TASK – Transcribe each of the entries exactly.

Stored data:

---*---

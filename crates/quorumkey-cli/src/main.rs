//! quorumkey - resolve addresses and recover keys from a custodian node network
//!
//! usage:
//!   quorumkey -c network.toml lookup --verifier google --verifier-id alice@example.com
//!   QUORUMKEY_ID_TOKEN=$TOKEN quorumkey -c network.toml retrieve \
//!       --verifier google --verifier-id alice@example.com
//!   quorumkey demo --nodes 5 --threshold 3     # in-memory network, no config needed
//!
//! results are printed as json on stdout, logs go to stderr.

use std::path::PathBuf;

use anyhow::Context;
use clap::{Parser, Subcommand};
use quorumkey::local::LocalNetwork;
use quorumkey::{
    Client, ClientConfig, FinalKeyMaterial, MetadataService, NetworkConfig, NodeRpc, Nonce,
};
use serde::Serialize;
use tracing::info;

/// quorumkey - threshold key network client
#[derive(Parser)]
#[command(name = "quorumkey")]
#[command(about = "resolve addresses and recover keys from a custodian node network")]
#[command(version)]
struct Args {
    /// network config (toml)
    #[arg(short, long, env = "QUORUMKEY_CONFIG", default_value = "network.toml")]
    config: PathBuf,

    #[command(subcommand)]
    command: Command,
}

#[derive(Subcommand)]
enum Command {
    /// resolve the public address of a verifier id, assigning a key if needed
    Lookup {
        #[arg(long)]
        verifier: String,

        #[arg(long)]
        verifier_id: String,

        /// include the public key coordinates
        #[arg(long)]
        extended: bool,
    },

    /// recover the private key of a verifier id
    Retrieve {
        #[arg(long)]
        verifier: String,

        #[arg(long)]
        verifier_id: String,

        /// login token issued by the verifier
        #[arg(long, env = "QUORUMKEY_ID_TOKEN", hide_env_values = true)]
        id_token: String,

        /// json object merged into the share request
        #[arg(long)]
        extra_params: Option<String>,

        /// print the private key (only the address otherwise)
        #[arg(long)]
        reveal: bool,
    },

    /// run lookup and retrieval against an in-memory network
    Demo {
        #[arg(long, default_value = "5")]
        nodes: usize,

        #[arg(long, default_value = "3")]
        threshold: usize,

        /// metadata nonce to tweak the demo key with
        #[arg(long, default_value = "0")]
        nonce: u64,
    },
}

#[derive(Serialize)]
struct RetrieveOutput<'a> {
    public_address: &'a str,
    #[serde(skip_serializing_if = "Option::is_none")]
    private_key: Option<&'a str>,
}

fn print_json(value: &impl Serialize) -> anyhow::Result<()> {
    println!("{}", serde_json::to_string_pretty(value)?);
    Ok(())
}

fn print_key(key: &FinalKeyMaterial, reveal: bool) -> anyhow::Result<()> {
    print_json(&RetrieveOutput {
        public_address: &key.public_address,
        private_key: reveal.then(|| key.private_key()),
    })
}

async fn lookup<R: NodeRpc, M: MetadataService>(
    client: &Client<R, M>,
    verifier: &str,
    verifier_id: &str,
    extended: bool,
) -> anyhow::Result<()> {
    let result = client
        .resolve_public_address(verifier, verifier_id, extended)
        .await
        .context("lookup failed")?;
    print_json(&result)
}

async fn retrieve<R: NodeRpc, M: MetadataService>(
    client: &Client<R, M>,
    verifier: &str,
    verifier_id: &str,
    id_token: &str,
    extra_params: Option<String>,
    reveal: bool,
) -> anyhow::Result<()> {
    let extra = match extra_params {
        Some(raw) => serde_json::from_str(&raw).context("--extra-params is not valid json")?,
        None => serde_json::json!({}),
    };
    let key = client
        .retrieve_shares(verifier, verifier_id, id_token, extra)
        .await
        .context("key retrieval failed")?;
    print_key(&key, reveal)
}

async fn demo(nodes: usize, threshold: usize, nonce: u64) -> anyhow::Result<()> {
    const VERIFIER: &str = "demo";
    const VERIFIER_ID: &str = "alice@example.com";

    let net = LocalNetwork::new(nodes, threshold)?;
    let mut config = ClientConfig::for_nodes(nodes);
    config.threshold = threshold;
    config.commitment_quorum = config.commitment_quorum.max(threshold);
    let client = Client::new(net.node_set(), config, net.clone(), net.clone())?;

    info!(nodes, threshold, "in-memory network up");
    let lookup = client.resolve_public_address(VERIFIER, VERIFIER_ID, true).await?;
    if nonce != 0 {
        net.set_nonce(VERIFIER, VERIFIER_ID, Nonce::from_u64(nonce))?;
    }

    let key = client
        .retrieve_shares(VERIFIER, VERIFIER_ID, "demo-id-token", serde_json::json!({}))
        .await?;
    let tweaked = client.resolve_public_address(VERIFIER, VERIFIER_ID, false).await?;
    anyhow::ensure!(
        key.public_address == tweaked.address,
        "recovered key does not control {}",
        tweaked.address
    );

    print_json(&serde_json::json!({
        "lookup": lookup,
        "public_address": key.public_address,
        "private_key": key.private_key(),
        "share_requests": net.call_count("share_request"),
    }))
}

#[tokio::main]
async fn main() -> anyhow::Result<()> {
    tracing_subscriber::fmt()
        .with_env_filter(
            tracing_subscriber::EnvFilter::try_from_default_env()
                .unwrap_or_else(|_| "quorumkey=info".into()),
        )
        .with_writer(std::io::stderr)
        .init();

    let args = Args::parse();

    match args.command {
        Command::Demo {
            nodes,
            threshold,
            nonce,
        } => demo(nodes, threshold, nonce).await,
        Command::Lookup {
            verifier,
            verifier_id,
            extended,
        } => {
            let client = connect(&args.config)?;
            lookup(&client, &verifier, &verifier_id, extended).await
        }
        Command::Retrieve {
            verifier,
            verifier_id,
            id_token,
            extra_params,
            reveal,
        } => {
            let client = connect(&args.config)?;
            retrieve(&client, &verifier, &verifier_id, &id_token, extra_params, reveal).await
        }
    }
}

fn connect(
    path: &std::path::Path,
) -> anyhow::Result<Client<quorumkey::network::HttpNodeRpc, quorumkey::network::HttpMetadata>> {
    let network = NetworkConfig::load(path)
        .with_context(|| format!("loading network config {}", path.display()))?;
    info!(
        nodes = network.nodes.len(),
        threshold = network.client.threshold,
        "network config loaded"
    );
    Ok(Client::from_network_config(&network)?)
}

---*---

ANSWER BELOW –
filename crates/quorumkey-cli/src/main.rs
//! quorumkey - resolve addresses and recover keys from a custodian node network
//!
//! usage:
//!   quorumkey -c network.toml lookup --verifier google --verifier-id alice@example.com
//!   QUORUMKEY_ID_TOKEN=$TOKEN quorumkey -c network.toml retrieve \
//!       --verifier google --verifier-id alice@example.com
//!   quorumkey demo --nodes 5 --threshold 3     # in-memory network, no config needed
//!
//! results are printed as json on stdout, logs go to stderr.

use std::path::PathBuf;

use anyhow::Context;
use clap::{Parser, Subcommand};
use quorumkey::local::LocalNetwork;
use quorumkey::{
    Client, ClientConfig, FinalKeyMaterial, MetadataService, NetworkConfig, NodeRpc, Nonce,
};
use serde::Serialize;
use tracing::info;

/// quorumkey - threshold key network client
#[derive(Parser)]
#[command(name = "quorumkey")]
#[command(about = "resolve addresses and recover keys from a custodian node network")]
#[command(version)]
struct Args {
    /// network config (toml)
    #[arg(short, long, env = "QUORUMKEY_CONFIG", default_value = "network.toml")]
    config: PathBuf,

    #[command(subcommand)]
    command: Command,
}

#[derive(Subcommand)]
enum Command {
    /// resolve the public address of a verifier id, assigning a key if needed
    Lookup {
        #[arg(long)]
        verifier: String,

        #[arg(long)]
        verifier_id: String,

        /// include the public key coordinates
        #[arg(long)]
        extended: bool,
    },

    /// recover the private key of a verifier id
    Retrieve {
        #[arg(long)]
        verifier: String,

        #[arg(long)]
        verifier_id: String,

        /// login token issued by the verifier
        #[arg(long, env = "QUORUMKEY_ID_TOKEN", hide_env_values = true)]
        id_token: String,

        /// json object merged into the share request
        #[arg(long)]
        extra_params: Option<String>,

        /// print the private key (only the address otherwise)
        #[arg(long)]
        reveal: bool,
    },

    /// run lookup and retrieval against an in-memory network
    Demo {
        #[arg(long, default_value = "5")]
        nodes: usize,

        #[arg(long, default_value = "3")]
        threshold: usize,

        /// metadata nonce to tweak the demo key with
        #[arg(long, default_value = "0")]
        nonce: u64,
    },
}

#[derive(Serialize)]
struct RetrieveOutput<'a> {
    public_address: &'a str,
    #[serde(skip_serializing_if = "Option::is_none")]
    private_key: Option<&'a str>,
}

fn print_json(value: &impl Serialize) -> anyhow::Result<()> {
    println!("{}", serde_json::to_string_pretty(value)?);
    Ok(())
}

fn print_key(key: &FinalKeyMaterial, reveal: bool) -> anyhow::Result<()> {
    print_json(&RetrieveOutput {
        public_address: &key.public_address,
        private_key: reveal.then(|| key.private_key()),
    })
}

async fn lookup<R: NodeRpc, M: MetadataService>(
    client: &Client<R, M>,
    verifier: &str,
    verifier_id: &str,
    extended: bool,
) -> anyhow::Result<()> {
    let result = client
        .resolve_public_address(verifier, verifier_id, extended)
        .await
        .context("lookup failed")?;
    print_json(&result)
}

async fn retrieve<R: NodeRpc, M: MetadataService>(
    client: &Client<R, M>,
    verifier: &str,
    verifier_id: &str,
    id_token: &str,
    extra_params: Option<String>,
    reveal: bool,
) -> anyhow::Result<()> {
    let extra = match extra_params {
        Some(raw) => serde_json::from_str(&raw).context("--extra-params is not valid json")?,
        None => serde_json::json!({}),
    };
    let key = client
        .retrieve_shares(verifier, verifier_id, id_token, extra)
        .await
        .context("key retrieval failed")?;
    print_key(&key, reveal)
}

async fn demo(nodes: usize, threshold: usize, nonce: u64) -> anyhow::Result<()> {
    const VERIFIER: &str = "demo";
    const VERIFIER_ID: &str = "alice@example.com";

    let net = LocalNetwork::new(nodes, threshold)?;
    let mut config = ClientConfig::for_nodes(nodes);
    config.threshold = threshold;
    config.commitment_quorum = config.commitment_quorum.max(threshold);
    let client = Client::new(net.node_set(), config, net.clone(), net.clone())?;

    info!(nodes, threshold, "in-memory network up");
    let lookup = client.resolve_public_address(VERIFIER, VERIFIER_ID, true).await?;
    if nonce != 0 {
        net.set_nonce(VERIFIER, VERIFIER_ID, Nonce::from_u64(nonce))?;
    }

    let key = client
        .retrieve_shares(VERIFIER, VERIFIER_ID, "demo-id-token", serde_json::json!({}))
        .await?;
    let tweaked = client.resolve_public_address(VERIFIER, VERIFIER_ID, false).await?;
    anyhow::ensure!(
        key.public_address == tweaked.address,
        "recovered key does not control {}",
        tweaked.address
    );

    print_json(&serde_json::json!({
        "lookup": lookup,
        "public_address": key.public_address,
        "private_key": key.private_key(),
        "share_requests": net.call_count("share_request"),
    }))
}

#[tokio::main]
async fn main() -> anyhow::Result<()> {
    tracing_subscriber::fmt()
        .with_env_filter(
            tracing_subscriber::EnvFilter::try_from_default_env()
                .unwrap_or_else(|_| "quorumkey=info".into()),
        )
        .with_writer(std::io::stderr)
        .init();

    let args = Args::parse();

    match args.command {
        Command::Demo {
            nodes,
            threshold,
            nonce,
        } => demo(nodes, threshold, nonce).await,
        Command::Lookup {
            verifier,
            verifier_id,
            extended,
        } => {
            let client = connect(&args.config)?;
            lookup(&client, &verifier, &verifier_id, extended).await
        }
        Command::Retrieve {
            verifier,
            verifier_id,
            id_token,
            extra_params,
            reveal,
        } => {
            let client = connect(&args.config)?;
            retrieve(&client, &verifier, &verifier_id, &id_token, extra_params, reveal).await
        }
    }
}

fn connect(
    path: &std::path::Path,
) -> anyhow::Result<Client<quorumkey::network::HttpNodeRpc, quorumkey::network::HttpMetadata>> {
    let network = NetworkConfig::load(path)
        .with_context(|| format!("loading network config {}", path.display()))?;
    info!(
        nodes = network.nodes.len(),
        threshold = network.client.threshold,
        "network config loaded"
    );
    Ok(Client::from_network_config(&network)?)
}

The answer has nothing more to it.